Provided records →
──────────

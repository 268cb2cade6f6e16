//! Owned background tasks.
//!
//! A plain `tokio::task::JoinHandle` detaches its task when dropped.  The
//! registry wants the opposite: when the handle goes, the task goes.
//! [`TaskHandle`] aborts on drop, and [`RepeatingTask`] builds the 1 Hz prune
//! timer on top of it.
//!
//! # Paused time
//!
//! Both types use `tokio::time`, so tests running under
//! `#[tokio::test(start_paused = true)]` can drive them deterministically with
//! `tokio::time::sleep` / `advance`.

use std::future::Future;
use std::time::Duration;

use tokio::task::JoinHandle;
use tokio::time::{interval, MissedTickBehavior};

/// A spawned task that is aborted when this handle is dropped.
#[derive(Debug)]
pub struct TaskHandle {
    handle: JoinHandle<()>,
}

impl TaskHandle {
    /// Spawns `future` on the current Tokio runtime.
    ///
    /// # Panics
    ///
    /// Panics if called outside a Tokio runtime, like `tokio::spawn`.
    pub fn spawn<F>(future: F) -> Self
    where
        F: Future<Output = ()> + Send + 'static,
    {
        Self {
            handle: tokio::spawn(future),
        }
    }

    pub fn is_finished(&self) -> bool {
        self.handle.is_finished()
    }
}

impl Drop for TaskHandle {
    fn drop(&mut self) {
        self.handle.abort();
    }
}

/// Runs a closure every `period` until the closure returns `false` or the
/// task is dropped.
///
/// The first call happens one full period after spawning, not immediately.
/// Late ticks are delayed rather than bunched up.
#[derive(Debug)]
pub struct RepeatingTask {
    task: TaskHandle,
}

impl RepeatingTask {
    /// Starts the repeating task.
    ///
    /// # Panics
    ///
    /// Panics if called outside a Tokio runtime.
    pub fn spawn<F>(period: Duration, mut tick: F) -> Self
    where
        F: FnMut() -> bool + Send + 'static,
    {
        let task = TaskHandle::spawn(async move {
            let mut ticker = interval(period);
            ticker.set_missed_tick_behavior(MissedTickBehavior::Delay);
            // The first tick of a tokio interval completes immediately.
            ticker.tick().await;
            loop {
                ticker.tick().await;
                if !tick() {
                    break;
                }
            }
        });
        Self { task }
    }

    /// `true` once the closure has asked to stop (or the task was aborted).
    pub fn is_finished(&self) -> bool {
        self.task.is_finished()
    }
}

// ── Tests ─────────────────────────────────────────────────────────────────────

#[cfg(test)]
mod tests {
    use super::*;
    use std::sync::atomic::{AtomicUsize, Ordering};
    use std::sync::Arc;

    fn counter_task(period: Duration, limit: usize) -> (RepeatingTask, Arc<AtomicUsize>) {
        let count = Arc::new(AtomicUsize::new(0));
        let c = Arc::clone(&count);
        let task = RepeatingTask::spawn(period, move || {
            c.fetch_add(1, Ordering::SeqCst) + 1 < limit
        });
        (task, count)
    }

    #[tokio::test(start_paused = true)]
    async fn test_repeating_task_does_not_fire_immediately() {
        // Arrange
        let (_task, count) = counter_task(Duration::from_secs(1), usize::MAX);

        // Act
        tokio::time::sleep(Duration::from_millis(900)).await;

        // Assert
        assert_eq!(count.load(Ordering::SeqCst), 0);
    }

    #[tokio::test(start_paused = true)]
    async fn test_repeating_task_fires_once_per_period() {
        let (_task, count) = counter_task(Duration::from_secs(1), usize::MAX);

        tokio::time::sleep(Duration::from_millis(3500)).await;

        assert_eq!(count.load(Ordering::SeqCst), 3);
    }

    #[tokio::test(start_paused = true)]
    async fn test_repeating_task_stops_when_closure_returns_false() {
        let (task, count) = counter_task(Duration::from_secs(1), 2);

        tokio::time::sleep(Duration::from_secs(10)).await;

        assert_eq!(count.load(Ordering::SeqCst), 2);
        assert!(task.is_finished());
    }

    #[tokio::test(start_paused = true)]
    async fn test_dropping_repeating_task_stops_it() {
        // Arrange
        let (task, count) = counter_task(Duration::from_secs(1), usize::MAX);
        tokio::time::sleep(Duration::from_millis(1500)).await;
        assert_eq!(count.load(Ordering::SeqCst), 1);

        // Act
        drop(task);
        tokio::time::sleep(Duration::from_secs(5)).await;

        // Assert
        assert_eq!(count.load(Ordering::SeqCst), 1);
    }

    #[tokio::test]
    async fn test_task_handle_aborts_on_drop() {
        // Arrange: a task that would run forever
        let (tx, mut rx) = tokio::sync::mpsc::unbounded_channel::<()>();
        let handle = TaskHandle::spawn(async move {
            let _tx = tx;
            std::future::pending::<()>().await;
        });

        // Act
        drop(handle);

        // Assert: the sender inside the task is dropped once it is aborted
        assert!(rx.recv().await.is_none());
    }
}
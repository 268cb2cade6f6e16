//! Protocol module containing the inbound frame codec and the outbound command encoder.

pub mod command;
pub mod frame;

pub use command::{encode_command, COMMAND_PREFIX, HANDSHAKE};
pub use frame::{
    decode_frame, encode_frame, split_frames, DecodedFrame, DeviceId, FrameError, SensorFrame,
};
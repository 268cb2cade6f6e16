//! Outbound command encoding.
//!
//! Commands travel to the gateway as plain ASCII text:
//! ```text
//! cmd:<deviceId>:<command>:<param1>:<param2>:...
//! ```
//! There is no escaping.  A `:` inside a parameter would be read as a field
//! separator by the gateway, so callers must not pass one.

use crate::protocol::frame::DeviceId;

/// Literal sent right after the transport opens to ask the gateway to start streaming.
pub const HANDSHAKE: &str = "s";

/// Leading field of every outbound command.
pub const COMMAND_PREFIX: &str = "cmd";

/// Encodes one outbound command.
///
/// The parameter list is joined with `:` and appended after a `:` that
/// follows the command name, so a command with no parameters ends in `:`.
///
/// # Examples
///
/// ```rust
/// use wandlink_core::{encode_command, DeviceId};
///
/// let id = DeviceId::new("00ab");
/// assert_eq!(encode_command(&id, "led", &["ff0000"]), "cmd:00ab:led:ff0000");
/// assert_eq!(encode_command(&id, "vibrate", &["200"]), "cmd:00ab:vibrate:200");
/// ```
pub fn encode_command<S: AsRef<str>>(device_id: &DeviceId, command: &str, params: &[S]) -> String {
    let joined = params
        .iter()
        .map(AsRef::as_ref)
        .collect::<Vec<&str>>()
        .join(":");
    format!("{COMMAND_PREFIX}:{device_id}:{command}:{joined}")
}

──────────

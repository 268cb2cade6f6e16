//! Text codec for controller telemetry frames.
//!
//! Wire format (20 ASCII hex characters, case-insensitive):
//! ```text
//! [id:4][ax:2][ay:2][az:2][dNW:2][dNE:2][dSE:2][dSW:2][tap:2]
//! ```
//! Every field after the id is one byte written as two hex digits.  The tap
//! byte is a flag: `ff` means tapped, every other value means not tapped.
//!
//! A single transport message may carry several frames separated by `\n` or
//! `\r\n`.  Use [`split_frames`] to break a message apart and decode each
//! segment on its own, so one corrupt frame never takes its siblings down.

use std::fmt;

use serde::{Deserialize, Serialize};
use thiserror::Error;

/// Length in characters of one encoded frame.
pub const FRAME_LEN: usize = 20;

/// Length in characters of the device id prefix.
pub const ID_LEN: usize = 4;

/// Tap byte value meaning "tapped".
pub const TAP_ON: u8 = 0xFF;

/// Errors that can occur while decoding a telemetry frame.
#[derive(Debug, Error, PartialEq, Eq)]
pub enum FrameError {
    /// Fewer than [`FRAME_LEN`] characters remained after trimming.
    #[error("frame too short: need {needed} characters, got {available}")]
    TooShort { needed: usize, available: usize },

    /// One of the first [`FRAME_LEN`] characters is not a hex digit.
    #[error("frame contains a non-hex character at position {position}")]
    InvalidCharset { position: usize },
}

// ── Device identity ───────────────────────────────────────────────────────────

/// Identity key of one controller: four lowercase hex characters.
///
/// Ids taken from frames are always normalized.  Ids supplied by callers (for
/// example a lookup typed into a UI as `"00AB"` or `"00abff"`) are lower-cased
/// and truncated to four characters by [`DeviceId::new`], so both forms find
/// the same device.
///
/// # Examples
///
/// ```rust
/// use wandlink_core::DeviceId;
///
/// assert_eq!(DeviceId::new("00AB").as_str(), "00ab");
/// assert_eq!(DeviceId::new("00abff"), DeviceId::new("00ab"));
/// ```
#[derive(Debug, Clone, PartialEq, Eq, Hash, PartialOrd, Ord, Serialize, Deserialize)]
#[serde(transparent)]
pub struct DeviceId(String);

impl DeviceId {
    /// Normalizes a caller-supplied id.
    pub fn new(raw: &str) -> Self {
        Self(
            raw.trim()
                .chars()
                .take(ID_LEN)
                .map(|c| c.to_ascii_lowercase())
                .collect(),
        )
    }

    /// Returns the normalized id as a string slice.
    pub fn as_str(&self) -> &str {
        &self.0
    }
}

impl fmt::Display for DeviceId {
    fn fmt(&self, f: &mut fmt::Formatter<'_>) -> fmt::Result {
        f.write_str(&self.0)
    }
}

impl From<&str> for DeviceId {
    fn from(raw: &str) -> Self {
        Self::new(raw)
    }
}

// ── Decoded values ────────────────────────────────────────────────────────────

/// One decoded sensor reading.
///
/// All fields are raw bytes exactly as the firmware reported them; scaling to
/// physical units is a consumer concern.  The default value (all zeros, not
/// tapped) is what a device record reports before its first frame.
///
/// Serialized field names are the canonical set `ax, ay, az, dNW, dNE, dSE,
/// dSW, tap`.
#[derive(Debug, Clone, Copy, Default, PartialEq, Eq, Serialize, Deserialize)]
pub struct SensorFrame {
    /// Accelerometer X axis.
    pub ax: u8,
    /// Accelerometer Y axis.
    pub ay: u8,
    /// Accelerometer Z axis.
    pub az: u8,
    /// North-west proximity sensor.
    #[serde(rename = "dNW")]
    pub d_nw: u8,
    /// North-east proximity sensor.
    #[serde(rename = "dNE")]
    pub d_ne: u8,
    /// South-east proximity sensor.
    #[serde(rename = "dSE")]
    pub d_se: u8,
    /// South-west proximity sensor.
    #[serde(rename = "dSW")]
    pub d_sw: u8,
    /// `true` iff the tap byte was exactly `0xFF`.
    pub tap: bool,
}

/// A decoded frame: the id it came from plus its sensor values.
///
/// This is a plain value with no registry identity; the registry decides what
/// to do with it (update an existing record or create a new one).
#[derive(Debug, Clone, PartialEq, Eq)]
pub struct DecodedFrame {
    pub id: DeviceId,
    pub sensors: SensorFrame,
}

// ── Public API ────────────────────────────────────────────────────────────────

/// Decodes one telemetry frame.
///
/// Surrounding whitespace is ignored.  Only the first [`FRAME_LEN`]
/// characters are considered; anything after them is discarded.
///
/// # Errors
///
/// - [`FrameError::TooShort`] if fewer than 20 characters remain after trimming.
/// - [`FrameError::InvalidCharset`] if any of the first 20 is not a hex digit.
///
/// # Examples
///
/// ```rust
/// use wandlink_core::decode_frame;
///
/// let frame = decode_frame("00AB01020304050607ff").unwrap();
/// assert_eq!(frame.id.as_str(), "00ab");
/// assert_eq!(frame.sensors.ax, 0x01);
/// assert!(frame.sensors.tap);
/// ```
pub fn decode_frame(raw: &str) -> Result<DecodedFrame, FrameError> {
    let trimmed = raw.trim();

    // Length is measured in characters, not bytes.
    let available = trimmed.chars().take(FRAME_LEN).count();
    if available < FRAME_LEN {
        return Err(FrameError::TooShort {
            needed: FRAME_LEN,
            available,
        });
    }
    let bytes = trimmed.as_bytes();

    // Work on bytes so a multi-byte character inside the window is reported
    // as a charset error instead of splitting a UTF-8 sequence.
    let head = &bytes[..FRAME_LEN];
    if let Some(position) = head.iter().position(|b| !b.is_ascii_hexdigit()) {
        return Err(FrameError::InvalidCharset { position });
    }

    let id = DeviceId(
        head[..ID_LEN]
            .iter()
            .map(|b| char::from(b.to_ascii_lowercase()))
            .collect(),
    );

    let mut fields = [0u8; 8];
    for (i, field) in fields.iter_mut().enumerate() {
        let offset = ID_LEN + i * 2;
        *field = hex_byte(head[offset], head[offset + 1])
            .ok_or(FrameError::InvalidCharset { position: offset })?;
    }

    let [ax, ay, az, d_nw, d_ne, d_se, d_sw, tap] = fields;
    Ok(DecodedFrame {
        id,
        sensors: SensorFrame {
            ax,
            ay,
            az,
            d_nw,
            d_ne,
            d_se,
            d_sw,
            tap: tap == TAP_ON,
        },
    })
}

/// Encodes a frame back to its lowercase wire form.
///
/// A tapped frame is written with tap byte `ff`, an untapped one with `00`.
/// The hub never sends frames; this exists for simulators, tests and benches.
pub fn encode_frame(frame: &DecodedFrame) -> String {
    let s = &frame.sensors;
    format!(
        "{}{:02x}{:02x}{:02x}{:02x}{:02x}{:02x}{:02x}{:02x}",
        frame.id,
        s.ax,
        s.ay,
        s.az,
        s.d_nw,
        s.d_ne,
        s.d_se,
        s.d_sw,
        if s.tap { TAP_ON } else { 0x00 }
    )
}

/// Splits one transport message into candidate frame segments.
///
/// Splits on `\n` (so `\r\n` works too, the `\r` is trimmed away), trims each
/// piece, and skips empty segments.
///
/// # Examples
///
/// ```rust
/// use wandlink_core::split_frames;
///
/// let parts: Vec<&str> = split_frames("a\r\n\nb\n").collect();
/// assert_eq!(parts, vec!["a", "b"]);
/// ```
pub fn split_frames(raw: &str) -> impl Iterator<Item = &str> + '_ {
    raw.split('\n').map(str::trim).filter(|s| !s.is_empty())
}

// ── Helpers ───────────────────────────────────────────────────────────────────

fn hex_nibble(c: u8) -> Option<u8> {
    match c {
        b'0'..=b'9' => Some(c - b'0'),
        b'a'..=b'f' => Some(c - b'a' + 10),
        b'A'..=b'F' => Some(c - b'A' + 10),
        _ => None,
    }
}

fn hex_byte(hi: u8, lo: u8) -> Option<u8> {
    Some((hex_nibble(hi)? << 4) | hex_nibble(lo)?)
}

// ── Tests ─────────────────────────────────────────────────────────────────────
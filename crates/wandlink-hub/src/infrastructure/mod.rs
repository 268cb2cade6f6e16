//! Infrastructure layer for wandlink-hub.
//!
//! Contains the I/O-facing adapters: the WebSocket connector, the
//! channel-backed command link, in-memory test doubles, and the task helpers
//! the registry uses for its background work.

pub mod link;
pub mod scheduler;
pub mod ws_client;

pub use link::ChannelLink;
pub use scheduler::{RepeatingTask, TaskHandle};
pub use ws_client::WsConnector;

──────────

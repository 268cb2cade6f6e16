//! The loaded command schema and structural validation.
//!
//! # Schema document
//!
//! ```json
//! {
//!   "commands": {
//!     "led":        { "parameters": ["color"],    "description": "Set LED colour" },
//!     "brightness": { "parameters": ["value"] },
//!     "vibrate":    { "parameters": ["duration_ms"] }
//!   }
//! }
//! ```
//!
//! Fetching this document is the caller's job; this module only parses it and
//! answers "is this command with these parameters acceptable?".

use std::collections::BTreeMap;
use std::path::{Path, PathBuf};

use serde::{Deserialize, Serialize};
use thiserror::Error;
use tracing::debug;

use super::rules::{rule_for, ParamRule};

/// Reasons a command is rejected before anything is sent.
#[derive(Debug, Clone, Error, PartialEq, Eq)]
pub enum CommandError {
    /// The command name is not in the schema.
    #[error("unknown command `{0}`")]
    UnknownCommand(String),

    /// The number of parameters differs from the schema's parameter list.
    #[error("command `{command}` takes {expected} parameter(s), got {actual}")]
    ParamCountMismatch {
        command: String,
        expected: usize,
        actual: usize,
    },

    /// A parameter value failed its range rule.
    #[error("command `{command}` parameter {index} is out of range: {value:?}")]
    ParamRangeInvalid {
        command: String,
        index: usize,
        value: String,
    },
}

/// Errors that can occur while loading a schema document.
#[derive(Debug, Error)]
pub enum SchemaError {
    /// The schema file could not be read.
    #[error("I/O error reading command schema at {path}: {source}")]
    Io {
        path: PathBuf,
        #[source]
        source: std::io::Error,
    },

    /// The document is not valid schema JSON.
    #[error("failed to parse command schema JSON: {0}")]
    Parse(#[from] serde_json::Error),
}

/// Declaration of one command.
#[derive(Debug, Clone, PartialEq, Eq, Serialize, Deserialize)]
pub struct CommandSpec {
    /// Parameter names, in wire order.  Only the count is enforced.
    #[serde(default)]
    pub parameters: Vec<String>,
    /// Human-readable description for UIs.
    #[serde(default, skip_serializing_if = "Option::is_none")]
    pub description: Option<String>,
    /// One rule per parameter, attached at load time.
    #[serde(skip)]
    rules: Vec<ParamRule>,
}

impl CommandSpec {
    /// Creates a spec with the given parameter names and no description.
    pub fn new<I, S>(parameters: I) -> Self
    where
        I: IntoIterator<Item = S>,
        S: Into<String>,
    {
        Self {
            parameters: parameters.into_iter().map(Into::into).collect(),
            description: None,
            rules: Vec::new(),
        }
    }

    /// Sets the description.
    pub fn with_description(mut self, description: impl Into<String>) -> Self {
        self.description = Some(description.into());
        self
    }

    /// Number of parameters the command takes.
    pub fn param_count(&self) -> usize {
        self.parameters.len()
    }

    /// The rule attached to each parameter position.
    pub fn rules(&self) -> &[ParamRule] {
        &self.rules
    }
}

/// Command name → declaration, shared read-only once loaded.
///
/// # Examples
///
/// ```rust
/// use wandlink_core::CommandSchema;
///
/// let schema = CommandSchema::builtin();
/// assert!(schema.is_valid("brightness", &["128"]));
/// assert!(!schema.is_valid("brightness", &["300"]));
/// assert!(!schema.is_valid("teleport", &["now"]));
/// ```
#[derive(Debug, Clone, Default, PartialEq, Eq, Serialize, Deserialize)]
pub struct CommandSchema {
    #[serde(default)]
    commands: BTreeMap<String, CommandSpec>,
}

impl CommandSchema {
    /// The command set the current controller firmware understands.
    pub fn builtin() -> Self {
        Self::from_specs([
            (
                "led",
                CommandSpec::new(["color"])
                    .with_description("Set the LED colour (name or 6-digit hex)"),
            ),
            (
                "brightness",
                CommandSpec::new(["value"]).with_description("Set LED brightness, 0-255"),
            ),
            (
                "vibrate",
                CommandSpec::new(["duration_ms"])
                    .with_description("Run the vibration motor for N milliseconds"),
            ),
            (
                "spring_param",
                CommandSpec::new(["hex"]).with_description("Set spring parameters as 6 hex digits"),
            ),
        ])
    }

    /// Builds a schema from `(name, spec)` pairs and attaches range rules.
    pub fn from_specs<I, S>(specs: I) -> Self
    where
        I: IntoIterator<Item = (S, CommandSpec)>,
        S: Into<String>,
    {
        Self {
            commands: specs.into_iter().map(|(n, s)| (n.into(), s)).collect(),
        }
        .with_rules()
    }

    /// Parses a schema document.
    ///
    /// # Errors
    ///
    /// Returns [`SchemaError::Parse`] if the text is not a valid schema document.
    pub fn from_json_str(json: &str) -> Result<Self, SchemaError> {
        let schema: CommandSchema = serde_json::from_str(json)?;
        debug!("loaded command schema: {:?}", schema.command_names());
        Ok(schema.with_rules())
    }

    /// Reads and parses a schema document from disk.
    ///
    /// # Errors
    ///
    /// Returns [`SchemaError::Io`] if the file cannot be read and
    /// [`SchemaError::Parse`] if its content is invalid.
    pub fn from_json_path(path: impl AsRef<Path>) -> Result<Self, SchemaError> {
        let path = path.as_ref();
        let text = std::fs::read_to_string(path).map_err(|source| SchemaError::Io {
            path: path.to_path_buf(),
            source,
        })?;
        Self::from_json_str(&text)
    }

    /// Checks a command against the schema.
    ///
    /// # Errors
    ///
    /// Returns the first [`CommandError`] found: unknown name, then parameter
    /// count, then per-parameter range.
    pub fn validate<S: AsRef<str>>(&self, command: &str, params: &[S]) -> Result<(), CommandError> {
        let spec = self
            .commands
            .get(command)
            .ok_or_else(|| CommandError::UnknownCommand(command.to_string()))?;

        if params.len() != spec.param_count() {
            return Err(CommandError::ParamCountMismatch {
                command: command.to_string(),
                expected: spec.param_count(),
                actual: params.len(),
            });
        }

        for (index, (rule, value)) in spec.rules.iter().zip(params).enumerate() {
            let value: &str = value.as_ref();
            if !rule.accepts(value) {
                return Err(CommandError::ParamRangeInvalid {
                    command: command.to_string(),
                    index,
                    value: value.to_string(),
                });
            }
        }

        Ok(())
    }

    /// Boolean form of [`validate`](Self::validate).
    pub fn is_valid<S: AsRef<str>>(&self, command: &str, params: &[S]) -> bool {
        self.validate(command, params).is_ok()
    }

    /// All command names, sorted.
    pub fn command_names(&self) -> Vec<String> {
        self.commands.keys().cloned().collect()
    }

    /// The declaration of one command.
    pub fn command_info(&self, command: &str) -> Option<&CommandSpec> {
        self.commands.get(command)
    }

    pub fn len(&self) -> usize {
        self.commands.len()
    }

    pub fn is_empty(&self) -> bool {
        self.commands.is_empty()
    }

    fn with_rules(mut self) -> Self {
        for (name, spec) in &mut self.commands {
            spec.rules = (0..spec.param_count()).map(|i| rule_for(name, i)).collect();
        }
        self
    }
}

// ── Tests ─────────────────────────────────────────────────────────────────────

──────────

Work order → Where a line of the material above holds the string "sent", copy that line.

Task answer →
/// Literal sent right after the transport opens to ask the gateway to start streaming.
/// Reasons a command is rejected before anything is sent.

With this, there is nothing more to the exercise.